DEDICADO ESPECIALMENTE PARA

CARO, NEMESIS, JENNI, KIMBERLY

 

 

REGLA 8: Retrasarás tu placer por el de tu Ama.

Bella maldijo por lo bajo mientras caminaba, pisando con fuerza, hacía el coche. Los hombres eran taaaaan increíblemente obstinados.

Al ordenarle a Edward que regresara a casa y al negarse a decirle a Jacob la verdad, había herido el orgullo de Edward, tratándolo como un esclavo en vez de cómo

un hombre. Pero sus acciones habían sido inevitables. El permitir que Jacob creyera que tenía a su amante viviendo con ella, no era la mejor forma de ganarse su afecto. Además, había querido evitar toda confrontación, evitando así la ejecución de Jacob.
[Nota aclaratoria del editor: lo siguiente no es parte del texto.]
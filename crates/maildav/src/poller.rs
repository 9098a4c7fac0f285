//! Periodic polling of one mailbox source.

use std::sync::Arc;

use tokio_util::sync::CancellationToken;
use tracing::{debug, error, info, info_span, warn, Instrument};

use crate::config::PollerConfig;
use crate::delivery::Delivery;
use crate::email::{ConnectionPool, DirectoryScanner, EmailError, Extraction, MessageParser};

/// Polls the directories of one source and hands attachments to a
/// [`Delivery`].
#[derive(Debug)]
pub struct Poller {
    config: PollerConfig,
    pool: Arc<ConnectionPool>,
    scanner: DirectoryScanner,
}

impl Poller {
    pub fn new(config: PollerConfig, pool: Arc<ConnectionPool>) -> Self {
        let scanner = DirectoryScanner::new(MessageParser::from_config(&config));
        Self {
            config,
            pool,
            scanner,
        }
    }

    /// Replaces the scanner, e.g. to tune its fetch buffer.
    pub fn with_scanner(mut self, scanner: DirectoryScanner) -> Self {
        self.scanner = scanner;
        self
    }

    pub fn config(&self) -> &PollerConfig {
        &self.config
    }

    /// Runs poll cycles until `cancel` fires.
    ///
    /// Errors of a cycle, whether from polling or delivery, are logged and the
    /// loop goes on. Cancellation is observed before every cycle and during
    /// the wait between cycles, never in the middle of one.
    pub async fn start_polling<D>(&self, cancel: CancellationToken, delivery: &D)
    where
        D: Delivery + ?Sized,
    {
        info!(
            "Starting poller for '{}' every {:?}",
            self.config.source_name, self.config.poll_interval
        );

        loop {
            if cancel.is_cancelled() {
                break;
            }

            let attachments = match self.poll().await {
                Ok(extraction) => {
                    let (attachments, errors) = extraction.into_parts();
                    if !errors.is_empty() {
                        error!(
                            source = %self.config.source_name,
                            "Error while polling: {}",
                            errors
                        );
                    }
                    attachments
                }
                Err(e) => {
                    error!(
                        source = %self.config.source_name,
                        "Error while polling: {}",
                        e
                    );
                    Vec::new()
                }
            };

            if let Err(e) = delivery.upload_attachments(attachments).await {
                error!(
                    source = %self.config.source_name,
                    "Error while uploading attachments: {}",
                    e
                );
            }

            debug!("Sleeping for {:?}", self.config.poll_interval);
            tokio::select! {
                biased;
                _ = cancel.cancelled() => break,
                _ = tokio::time::sleep(self.config.poll_interval) => {}
            }
        }

        info!("Poller for '{}' stopped", self.config.source_name);
    }

    /// Runs one cycle over every configured directory.
    ///
    /// `Err` only when no session could be obtained. Directory and message
    /// failures come back inside the extraction, next to whatever was found.
    pub async fn poll(&self) -> Result<Extraction, EmailError> {
        let span = info_span!("poll", source = %self.config.source_name);

        async move {
            info!("Polling");

            let mut session = self.pool.connect_and_lock(&self.config.source).await?;
            let extraction = self
                .scanner
                .scan_directories(&mut session, &self.config.directories)
                .await;
            session.unlock();

            if !extraction.is_clean() {
                warn!(
                    "{} of {} directories reported failures",
                    extraction.errors.len(),
                    self.config.directories.len()
                );
            }
            info!(
                "Poll finished with {} attachments",
                extraction.attachments.len()
            );

            Ok(extraction)
        }
        .instrument(span)
        .await
    }
}
//! Builders for raw messages, configurations and deliveries.

#![allow(dead_code)]

use std::path::Path;
use std::sync::{Arc, Mutex};
use std::time::Duration;

use async_trait::async_trait;
use base64::Engine;

use maildav::config::{
    AuthSettings, DestinationConfig, DestinationKind, FilesystemSettings, PollerConfig,
    SourceConfig,
};
use maildav::delivery::{Delivery, DeliveryError};
use maildav::email::Attachment;

pub const SENDER: &str = "Billing <billing@example.com>";

/// A multipart message with a text body followed by one part per attachment.
pub fn message_with_attachments<N, C>(from: &str, attachments: &[(N, C)]) -> Vec<u8>
where
    N: AsRef<str>,
    C: AsRef<[u8]>,
{
    let mut raw = format!(
        "From: {}\r\nTo: inbox@example.com\r\nSubject: Documents\r\nMIME-Version: 1.0\r\n\
         Content-Type: multipart/mixed; boundary=\"BOUNDARY\"\r\n\r\n\
         --BOUNDARY\r\nContent-Type: text/plain; charset=utf-8\r\n\
         Content-Transfer-Encoding: 7bit\r\n\r\nPlease find the documents attached.\r\n",
        from
    );

    for (filename, content) in attachments {
        raw.push_str(&format!(
            "--BOUNDARY\r\nContent-Type: application/octet-stream\r\n\
             Content-Disposition: attachment; filename=\"{}\"\r\n\
             Content-Transfer-Encoding: base64\r\n\r\n{}\r\n",
            filename.as_ref(),
            base64::engine::general_purpose::STANDARD.encode(content.as_ref())
        ));
    }

    raw.push_str("--BOUNDARY--\r\n");
    raw.into_bytes()
}

/// A single-part text message.
pub fn plain_message(from: &str) -> Vec<u8> {
    format!(
        "From: {}\r\nTo: inbox@example.com\r\nSubject: Hello\r\n\r\nNo attachments here.\r\n",
        from
    )
    .into_bytes()
}

pub fn source(host: &str) -> SourceConfig {
    SourceConfig {
        host: host.to_string(),
        port: 993,
        use_tls: true,
        username: "inbox@example.com".to_string(),
        auth: AuthSettings {
            password_insecure: Some("secret".to_string()),
            ..Default::default()
        },
    }
}

/// Poller writing to a filesystem destination below `root`.
pub fn poller_config(directories: &[&str], root: &Path) -> PollerConfig {
    PollerConfig {
        source_name: "test-source".to_string(),
        source: source("imap.example.com"),
        directories: directories.iter().map(|d| d.to_string()).collect(),
        allowed_senders: Vec::new(),
        destination: Arc::new(DestinationConfig {
            name: "local".to_string(),
            kind: DestinationKind::Filesystem(FilesystemSettings {
                path: root.to_path_buf(),
            }),
        }),
        destination_directory: "attachments".to_string(),
        poll_interval: Duration::from_secs(3600),
    }
}

/// Delivery that records every batch it is handed.
#[derive(Default)]
pub struct RecordingDelivery {
    batches: Mutex<Vec<Vec<Attachment>>>,
    fail: bool,
}

impl RecordingDelivery {
    pub fn new() -> Self {
        Self::default()
    }

    /// Records batches but reports every non-empty one as failed.
    pub fn failing() -> Self {
        Self {
            batches: Mutex::new(Vec::new()),
            fail: true,
        }
    }

    pub fn calls(&self) -> usize {
        self.batches.lock().unwrap().len()
    }

    pub fn filenames(&self) -> Vec<String> {
        self.batches
            .lock()
            .unwrap()
            .iter()
            .flatten()
            .map(|a| a.filename.clone())
            .collect()
    }

    /// Waits until at least `calls` batches arrived.
    pub async fn wait_for_calls(&self, calls: usize) {
        tokio::time::timeout(Duration::from_secs(5), async {
            while self.calls() < calls {
                tokio::time::sleep(Duration::from_millis(5)).await;
            }
        })
        .await
        .expect("delivery was not called in time");
    }
}

#[async_trait]
impl Delivery for RecordingDelivery {
    async fn upload_attachments(&self, attachments: Vec<Attachment>) -> Result<(), DeliveryError> {
        let total = attachments.len();
        self.batches.lock().unwrap().push(attachments);

        if self.fail && total > 0 {
            return Err(DeliveryError::Partial {
                total,
                failures: vec![DeliveryError::WebDav {
                    url: "https://dav.example.com".to_string(),
                    reason: "503 Service Unavailable".to_string(),
                }],
            });
        }
        Ok(())
    }
}
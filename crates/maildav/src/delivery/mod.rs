//! Delivery of extracted attachments to their destinations.

pub mod filesystem;
pub mod webdav;

use std::path::PathBuf;
use std::time::Duration;

use async_trait::async_trait;
use reqwest::Client;
use thiserror::Error;
use tracing::{error, info, info_span, Instrument};

use crate::config::DestinationKind;
use crate::email::Attachment;

pub use filesystem::FilesystemStore;
pub use webdav::WebDavClient;

/// Default connect timeout for HTTP requests (10 seconds).
const DEFAULT_CONNECT_TIMEOUT: Duration = Duration::from_secs(10);

/// Default request timeout for HTTP requests (2 minutes, uploads can be large).
const DEFAULT_REQUEST_TIMEOUT: Duration = Duration::from_secs(120);

#[derive(Error, Debug)]
pub enum DeliveryError {
    #[error("Failed to create directory '{path}': {source}")]
    CreateDirectory {
        path: PathBuf,
        #[source]
        source: std::io::Error,
    },

    #[error("Failed to write file '{path}': {source}")]
    WriteFile {
        path: PathBuf,
        #[source]
        source: std::io::Error,
    },

    #[error("File already exists: {0}")]
    FileExists(PathBuf),

    #[error("WebDAV request to '{url}' failed: {reason}")]
    WebDav { url: String, reason: String },

    #[error("Invalid WebDAV URL '{url}': {reason}")]
    InvalidUrl { url: String, reason: String },

    #[error("Credentials not found: {0}")]
    Credentials(String),

    #[error("Failed to create HTTP client: {0}")]
    HttpClient(String),

    #[error("Delivery task failed: {0}")]
    Task(String),

    #[error("Failed to deliver '{filename}': {source}")]
    Attachment {
        filename: String,
        #[source]
        source: Box<DeliveryError>,
    },

    #[error("{} of {total} attachments could not be delivered", failures.len())]
    Partial {
        total: usize,
        failures: Vec<DeliveryError>,
    },
}

pub type Result<T> = std::result::Result<T, DeliveryError>;

/// Consumer of the attachments found in a poll cycle.
#[async_trait]
pub trait Delivery: Send + Sync {
    /// Delivers every attachment to its destination.
    ///
    /// One failing attachment does not stop the others.
    async fn upload_attachments(&self, attachments: Vec<Attachment>) -> Result<()>;
}

/// Delivers attachments to filesystem and WebDAV destinations.
#[derive(Debug, Clone)]
pub struct Uploader {
    http: Client,
}

impl Uploader {
    pub fn new() -> Result<Self> {
        let http = Client::builder()
            .connect_timeout(DEFAULT_CONNECT_TIMEOUT)
            .timeout(DEFAULT_REQUEST_TIMEOUT)
            .build()
            .map_err(|e| DeliveryError::HttpClient(e.to_string()))?;
        Ok(Self { http })
    }

    /// Delivers one attachment and returns where it ended up.
    async fn deliver(&self, attachment: Attachment) -> Result<String> {
        let Attachment {
            filename,
            content,
            destination,
        } = attachment;

        match &destination.config.kind {
            DestinationKind::Filesystem(settings) => {
                let store = FilesystemStore::new(&settings.path);
                let directory = destination.directory.clone();
                let path = tokio::task::spawn_blocking(move || {
                    store.store(&directory, &filename, &content)
                })
                .await
                .map_err(|e| DeliveryError::Task(e.to_string()))??;
                Ok(path.display().to_string())
            }
            DestinationKind::WebDav(settings) => {
                WebDavClient::new(&self.http, settings)
                    .upload(&destination.directory, &filename, content)
                    .await
            }
        }
    }
}

#[async_trait]
impl Delivery for Uploader {
    async fn upload_attachments(&self, attachments: Vec<Attachment>) -> Result<()> {
        let total = attachments.len();
        if total == 0 {
            return Ok(());
        }

        let span = info_span!("upload_attachments", count = total);
        async move {
            let mut failures = Vec::new();

            for attachment in attachments {
                let filename = attachment.filename.clone();
                let destination = attachment.destination.config.name.clone();

                match self.deliver(attachment).await {
                    Ok(location) => {
                        info!(
                            "Delivered '{}' to '{}' at {}",
                            filename, destination, location
                        );
                    }
                    Err(e) => {
                        error!(
                            "Failed to deliver '{}' to '{}': {}",
                            filename, destination, e
                        );
                        failures.push(DeliveryError::Attachment {
                            filename,
                            source: Box::new(e),
                        });
                    }
                }
            }

            if failures.is_empty() {
                Ok(())
            } else {
                Err(DeliveryError::Partial { total, failures })
            }
        }
        .instrument(span)
        .await
    }
}
pub mod loader;
pub mod schema;

pub use loader::{load_config, load_config_from_str};
pub use schema::{
    AuthSettings, AuthType, Config, DestinationConfig, DestinationKind, FilesystemSettings,
    PollerConfig, PollerSettings, SourceConfig, WebDavSettings,
};
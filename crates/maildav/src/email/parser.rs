//! Email parsing and attachment extraction.

use mail_parser::decoders::base64::base64_decode;
use mail_parser::decoders::quoted_printable::quoted_printable_decode;
use mail_parser::{
    HeaderName, Message, MessageParser as MimeParser, MessagePart, MimeHeaders, PartType,
};
use tracing::{debug, info, warn};

use crate::config::PollerConfig;

use super::attachment::{Attachment, DestinationInfo, Extraction};
use super::error::{EmailError, Result};

/// Charset labels the MIME decoder is known to handle.
const KNOWN_CHARSETS: &[&str] = &[
    "utf-8",
    "utf8",
    "us-ascii",
    "ascii",
    "iso-8859-1",
    "latin1",
    "iso-8859-2",
    "iso-8859-3",
    "iso-8859-4",
    "iso-8859-5",
    "iso-8859-6",
    "iso-8859-7",
    "iso-8859-8",
    "iso-8859-9",
    "iso-8859-10",
    "iso-8859-13",
    "iso-8859-14",
    "iso-8859-15",
    "iso-8859-16",
    "windows-1250",
    "windows-1251",
    "windows-1252",
    "windows-1253",
    "windows-1254",
    "windows-1255",
    "windows-1256",
    "windows-1257",
    "windows-1258",
    "cp1252",
    "koi8-r",
    "koi8-u",
    "gb2312",
    "gbk",
    "gb18030",
    "big5",
    "shift_jis",
    "shift-jis",
    "sjis",
    "euc-jp",
    "iso-2022-jp",
    "euc-kr",
    "ks_c_5601-1987",
    "utf-16",
    "utf-16le",
    "utf-16be",
    "utf-7",
    "macintosh",
    "ibm866",
];

/// Extracts attachments from messages of allowed senders.
#[derive(Debug, Clone)]
pub struct MessageParser {
    allowed_senders: Vec<String>,
    destination: DestinationInfo,
}

impl MessageParser {
    /// `allowed_senders` are exact `From` header values; an empty list
    /// accepts every sender.
    pub fn new(allowed_senders: Vec<String>, destination: DestinationInfo) -> Self {
        Self {
            allowed_senders,
            destination,
        }
    }

    pub fn from_config(config: &PollerConfig) -> Self {
        Self::new(
            config.allowed_senders.clone(),
            DestinationInfo::new(
                config.destination.clone(),
                config.destination_directory.clone(),
            ),
        )
    }

    /// Extracts every attachment part of `raw`.
    ///
    /// Returns `Err` when the message as a whole is rejected: unreadable
    /// structure or a sender outside the allow-list. Failures of single
    /// parts are collected in the returned extraction instead, and the
    /// remaining parts are still processed.
    pub fn parse_message(&self, raw: &[u8]) -> Result<Extraction> {
        let message = MimeParser::default()
            .parse(raw)
            .ok_or_else(|| EmailError::ParseError("Failed to parse email message".to_string()))?;

        self.check_sender(&message)?;
        warn_unknown_charsets(&message);

        let mut extraction = Extraction::new();

        let Some(root) = message.parts.first() else {
            warn!("Message has no parts");
            return Ok(extraction);
        };
        if !matches!(root.body, PartType::Multipart(_)) {
            warn!("Message is not multipart, skipping");
            return Ok(extraction);
        }

        let mut index = 0;
        self.collect_parts(&message, root, &mut index, &mut extraction);

        debug!(
            "Extracted {} attachments, {} part failures",
            extraction.attachments.len(),
            extraction.errors.len()
        );
        Ok(extraction)
    }

    fn check_sender(&self, message: &Message<'_>) -> Result<()> {
        if self.allowed_senders.is_empty() {
            return Ok(());
        }

        let sender = message
            .header_raw(HeaderName::From)
            .map(unfold)
            .unwrap_or_default();

        if self.allowed_senders.iter().any(|allowed| *allowed == sender) {
            Ok(())
        } else {
            info!("Sender '{}' is not allowed", sender);
            Err(EmailError::SenderNotAllowed { sender })
        }
    }

    /// Walks the children of a multipart container in order, descending into
    /// nested containers.
    fn collect_parts(
        &self,
        message: &Message<'_>,
        container: &MessagePart<'_>,
        index: &mut usize,
        extraction: &mut Extraction,
    ) {
        let PartType::Multipart(children) = &container.body else {
            return;
        };

        for &child in children {
            let Some(part) = message.parts.get(child as usize) else {
                continue;
            };

            if matches!(part.body, PartType::Multipart(_)) {
                self.collect_parts(message, part, index, extraction);
                continue;
            }

            *index += 1;
            match self.parse_part(message, *index, part) {
                Ok(Some(attachment)) => extraction.attachments.push(attachment),
                Ok(None) => {}
                Err(e) => {
                    warn!("Skipping message part {}: {}", index, e);
                    extraction.errors.push(e);
                }
            }
        }
    }

    /// Turns one leaf part into an attachment.
    ///
    /// `Ok(None)` for parts that are not attachments, such as the body text.
    fn parse_part(
        &self,
        message: &Message<'_>,
        index: usize,
        part: &MessagePart<'_>,
    ) -> Result<Option<Attachment>> {
        let Some(disposition) = part.content_disposition() else {
            debug!("Part {} has no Content-Disposition, not an attachment", index);
            return Ok(None);
        };
        if !disposition.ctype().eq_ignore_ascii_case("attachment") {
            debug!(
                "Part {} has disposition '{}', not an attachment",
                index,
                disposition.ctype()
            );
            return Ok(None);
        }

        let filename = disposition
            .attribute("filename")
            .filter(|name| !name.is_empty())
            .ok_or_else(|| EmailError::AttachmentError {
                index,
                reason: "Content-Disposition has no filename".to_string(),
            })?;

        let encoding = part
            .content_transfer_encoding()
            .map(str::trim)
            .filter(|encoding| !encoding.is_empty())
            .ok_or_else(|| EmailError::AttachmentError {
                index,
                reason: "missing Content-Transfer-Encoding header".to_string(),
            })?;

        let Some(content) = attachment_bytes(message, part, encoding) else {
            return Err(EmailError::AttachmentError {
                index,
                reason: format!("body is not valid {}", encoding),
            });
        };
        info!(
            "Found attachment '{}' ({} bytes, {})",
            filename,
            content.len(),
            encoding
        );

        Ok(Some(Attachment {
            filename: filename.to_string(),
            content,
            destination: self.destination.clone(),
        }))
    }
}

/// The bytes of an attachment with only the transfer encoding undone.
///
/// Text parts are charset-decoded by the MIME parser, so their content is
/// taken from the raw message instead.
fn attachment_bytes(
    message: &Message<'_>,
    part: &MessagePart<'_>,
    encoding: &str,
) -> Option<Vec<u8>> {
    match part.body {
        PartType::Text(_) | PartType::Html(_) => {
            let raw = message
                .raw_message()
                .get(part.raw_body_offset() as usize..part.raw_end_offset() as usize)?;
            decode_transfer(raw, encoding)
        }
        _ => Some(part.contents().to_vec()),
    }
}

fn decode_transfer(raw: &[u8], encoding: &str) -> Option<Vec<u8>> {
    if encoding.eq_ignore_ascii_case("base64") {
        base64_decode(raw)
    } else if encoding.eq_ignore_ascii_case("quoted-printable") {
        quoted_printable_decode(raw)
    } else {
        Some(raw.to_vec())
    }
}

/// Joins the lines of a folded header value with single spaces.
fn unfold(value: &str) -> String {
    value
        .lines()
        .map(str::trim)
        .filter(|line| !line.is_empty())
        .collect::<Vec<_>>()
        .join(" ")
}

/// Unknown charsets are decoded best-effort; this only makes them visible.
fn warn_unknown_charsets(message: &Message<'_>) {
    for part in &message.parts {
        let Some(charset) = part.content_type().and_then(|ct| ct.attribute("charset")) else {
            continue;
        };
        if !is_known_charset(charset) {
            warn!("Unknown charset '{}', decoding best-effort", charset);
        }
    }
}

fn is_known_charset(label: &str) -> bool {
    let label = label.trim().trim_matches('"');
    KNOWN_CHARSETS
        .iter()
        .any(|known| known.eq_ignore_ascii_case(label))
}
Con el oscuro mal humor de Edward, Jacob podría haber dicho algo inadecuado por casualidad, que podría haberlo hecho saltar. Edward habría desenvainado su daga, y Jacob se habría derrumbado en el suelo, en posición fetal, gritando por su mamá y chupándose el pulgar. Luego Edward lo habría matado.

Bella resopló con repugnancia. Los hombres no eran un premio; eran un tormento. Una enfermedad en la sociedad, y en este momento, ella no podía pensar en ninguna sola razón por la cual había decidido seducirlos.

Era mejor esta sola.

Sola.

La palabra se repetía en su mente una y otra vez, luchando contra sus sueños y deseos más profundos, hasta que sucumbió a la verdad. Ella realmente no quería estar sola. Ella quería el maldito cortejo entero. Con velas a la luz de la luna. Con promesas de amor eterno. Con música suave, dulce y caricias. Con cuerpos calientes enredándose. Ella quería sentirse hermosa, admirada y maravillosamente especial.

Como Jacob era tan simple y tímido como ella, sabría cómo se sentía, el por qué quería aquellas cosas, y haría todo lo que estuviera en su poder para darle lo que tanto ansiaba. Estaba segura de eso. Pero ahora tenía que quitarle el miedo a enfurecer a su —hermano—, algo que podría llegar a ser considerablemente difícil, ya que Edward prácticamente lo había partido en dos con un mero fulgor.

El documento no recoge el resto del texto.